TASK TO CARRY OUT » Would you copy every line of the listing below that includes the word "EcKey"?

DATA FOR PROCESSING »
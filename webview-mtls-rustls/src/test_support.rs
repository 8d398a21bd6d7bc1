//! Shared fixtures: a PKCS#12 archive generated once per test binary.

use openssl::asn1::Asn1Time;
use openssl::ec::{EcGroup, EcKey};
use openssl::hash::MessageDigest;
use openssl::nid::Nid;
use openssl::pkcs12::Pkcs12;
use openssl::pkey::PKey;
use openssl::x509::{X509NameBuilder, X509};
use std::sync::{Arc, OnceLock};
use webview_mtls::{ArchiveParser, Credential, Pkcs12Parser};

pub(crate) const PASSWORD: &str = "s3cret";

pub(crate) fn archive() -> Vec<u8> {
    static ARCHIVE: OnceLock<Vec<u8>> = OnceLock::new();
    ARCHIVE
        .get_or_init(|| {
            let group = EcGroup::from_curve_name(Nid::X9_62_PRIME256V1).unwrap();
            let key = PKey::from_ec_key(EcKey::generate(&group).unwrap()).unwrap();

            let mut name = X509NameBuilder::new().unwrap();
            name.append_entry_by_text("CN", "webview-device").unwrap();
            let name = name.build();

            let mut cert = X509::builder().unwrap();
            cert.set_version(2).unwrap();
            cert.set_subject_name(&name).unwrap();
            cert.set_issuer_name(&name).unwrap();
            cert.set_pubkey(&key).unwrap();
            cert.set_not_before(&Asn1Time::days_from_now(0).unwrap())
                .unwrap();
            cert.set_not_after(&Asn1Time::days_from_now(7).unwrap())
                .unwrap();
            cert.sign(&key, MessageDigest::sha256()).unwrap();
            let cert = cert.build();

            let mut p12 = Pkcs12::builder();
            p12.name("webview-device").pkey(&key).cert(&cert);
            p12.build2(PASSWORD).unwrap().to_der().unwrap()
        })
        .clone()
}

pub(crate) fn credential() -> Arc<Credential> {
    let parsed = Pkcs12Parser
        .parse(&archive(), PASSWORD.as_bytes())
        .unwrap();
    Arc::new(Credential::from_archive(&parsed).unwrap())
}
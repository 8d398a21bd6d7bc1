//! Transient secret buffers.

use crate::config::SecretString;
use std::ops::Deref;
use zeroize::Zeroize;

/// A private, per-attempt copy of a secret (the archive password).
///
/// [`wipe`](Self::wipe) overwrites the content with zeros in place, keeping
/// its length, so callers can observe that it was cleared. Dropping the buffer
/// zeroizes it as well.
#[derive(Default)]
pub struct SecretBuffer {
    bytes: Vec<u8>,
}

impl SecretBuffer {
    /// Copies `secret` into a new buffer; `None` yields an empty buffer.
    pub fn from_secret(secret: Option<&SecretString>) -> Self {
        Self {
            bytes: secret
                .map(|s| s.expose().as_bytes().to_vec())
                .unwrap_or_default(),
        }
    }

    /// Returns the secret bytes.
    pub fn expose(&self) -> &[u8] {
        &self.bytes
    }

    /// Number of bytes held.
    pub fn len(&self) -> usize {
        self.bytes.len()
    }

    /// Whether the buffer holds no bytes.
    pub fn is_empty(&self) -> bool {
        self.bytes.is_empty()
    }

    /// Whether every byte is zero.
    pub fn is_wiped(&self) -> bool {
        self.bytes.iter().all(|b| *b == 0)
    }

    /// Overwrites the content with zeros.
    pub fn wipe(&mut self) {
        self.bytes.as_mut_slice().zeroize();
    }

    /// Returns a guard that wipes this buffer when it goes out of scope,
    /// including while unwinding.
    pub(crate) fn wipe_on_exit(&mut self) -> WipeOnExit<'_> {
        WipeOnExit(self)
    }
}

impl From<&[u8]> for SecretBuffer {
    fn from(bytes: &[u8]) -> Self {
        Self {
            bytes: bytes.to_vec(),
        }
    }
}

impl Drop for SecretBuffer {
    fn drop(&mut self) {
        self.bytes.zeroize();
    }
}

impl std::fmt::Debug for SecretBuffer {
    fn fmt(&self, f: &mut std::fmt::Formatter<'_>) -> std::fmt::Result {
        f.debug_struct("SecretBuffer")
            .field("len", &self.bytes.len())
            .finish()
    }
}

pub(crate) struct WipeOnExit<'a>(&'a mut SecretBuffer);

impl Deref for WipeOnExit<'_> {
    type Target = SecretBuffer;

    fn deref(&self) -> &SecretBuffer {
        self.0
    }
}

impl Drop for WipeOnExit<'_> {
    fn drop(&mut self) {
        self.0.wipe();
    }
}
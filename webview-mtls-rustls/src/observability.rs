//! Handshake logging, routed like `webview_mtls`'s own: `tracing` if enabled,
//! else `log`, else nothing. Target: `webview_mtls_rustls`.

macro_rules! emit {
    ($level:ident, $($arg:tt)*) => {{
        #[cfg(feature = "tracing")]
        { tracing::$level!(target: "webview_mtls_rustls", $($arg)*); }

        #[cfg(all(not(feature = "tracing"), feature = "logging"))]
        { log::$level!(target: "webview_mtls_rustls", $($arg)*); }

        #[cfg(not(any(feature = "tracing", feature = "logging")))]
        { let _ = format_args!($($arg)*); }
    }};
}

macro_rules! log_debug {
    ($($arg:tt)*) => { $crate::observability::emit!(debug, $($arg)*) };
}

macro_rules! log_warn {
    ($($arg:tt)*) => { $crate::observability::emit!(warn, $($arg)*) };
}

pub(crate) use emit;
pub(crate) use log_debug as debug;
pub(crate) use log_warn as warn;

ANSWER SECTION »
use openssl::ec::{EcGroup, EcKey};
            let key = PKey::from_ec_key(EcKey::generate(&group).unwrap()).unwrap();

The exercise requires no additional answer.